Thursday, July 8, 2010

The ultrasound did not go as well as we hoped...

We had our first ultrasound yesterday. I should have known when the nurses got quiet and asked for the doctor to come in. There were two shapes on the screen, one much smaller than the other. The larger one they could not get to come in clearly, apparently because it's so high up in my uterus. A few times they identified what they thought was the fetal pole, but because it wasn't clear they weren't 100% sure. Not even the doctor could get it. With no positive ID on a fetal pole, they certainly weren't going to get a definitive flutter ("pulsation") for a heartbeat.

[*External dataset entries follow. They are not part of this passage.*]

//! Filters command implementation.
//!
//! Lists the custom search filters reachable from the main menu and the
//! filter form.

use geonode_menu_rs::get_custom_menu_filters;

use super::{CommandContext, InputSources, Result};
use crate::output::{format_filters_json, format_filters_table};

/// Executes the filters command.
///
/// # Errors
///
/// Returns an error if the local configuration or state cannot be loaded.
pub fn execute(ctx: &CommandContext, sources: &InputSources) -> Result<()> {
    let local = sources.load_local()?;
    let state = sources.load_state()?;

    let filters = get_custom_menu_filters(&local, &state);
    tracing::debug!(count = filters.len(), "collected custom filters");

    if ctx.json_output {
        let output = format_filters_json(&filters)?;
        println!("{output}");
    } else if !ctx.quiet {
        print!("{}", format_filters_table(&filters, ctx.use_colors));
    }

    Ok(())
}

I could feel my heart sinking as they kept moving the wand around (which was actually quite uncomfortable).

The fact that we had twins and we are losing one most likely is very upsetting. Since we only had one beta, and it was very high, I assumed the doctors knew everything would be just fine. I should have been more proactive and asked for another beta to make sure the numbers were doubling I suppose. I asked the doctor yesterday flat out if the smaller one had a chance. He said most likely no, because a fetal pole wasn't even visible. This means it could be a blighted ovum which is an even bigger problem since the body's tendency is to miscarry those naturally. If the other baby is ok, I don't want to worry about something happening to that one while we lose the other one.

One of the women I have met on the forum I belong to commented that one of her two twins implanted a lot later than the first one, hence the big size difference and it eventually caught up. That did make me feel a little better but I couldn't help being so disappointed.

We go back on Wednesday to try again. This time, we'll hopefully get some definitive answers. Hopefully we'll get a nice strong heartbeat from our growing baby, and maybe just maybe we'll see a fetal pole for the smaller one. I refuse to give up on #6 or #11 at this point!!!
God is great; I remain optimistic.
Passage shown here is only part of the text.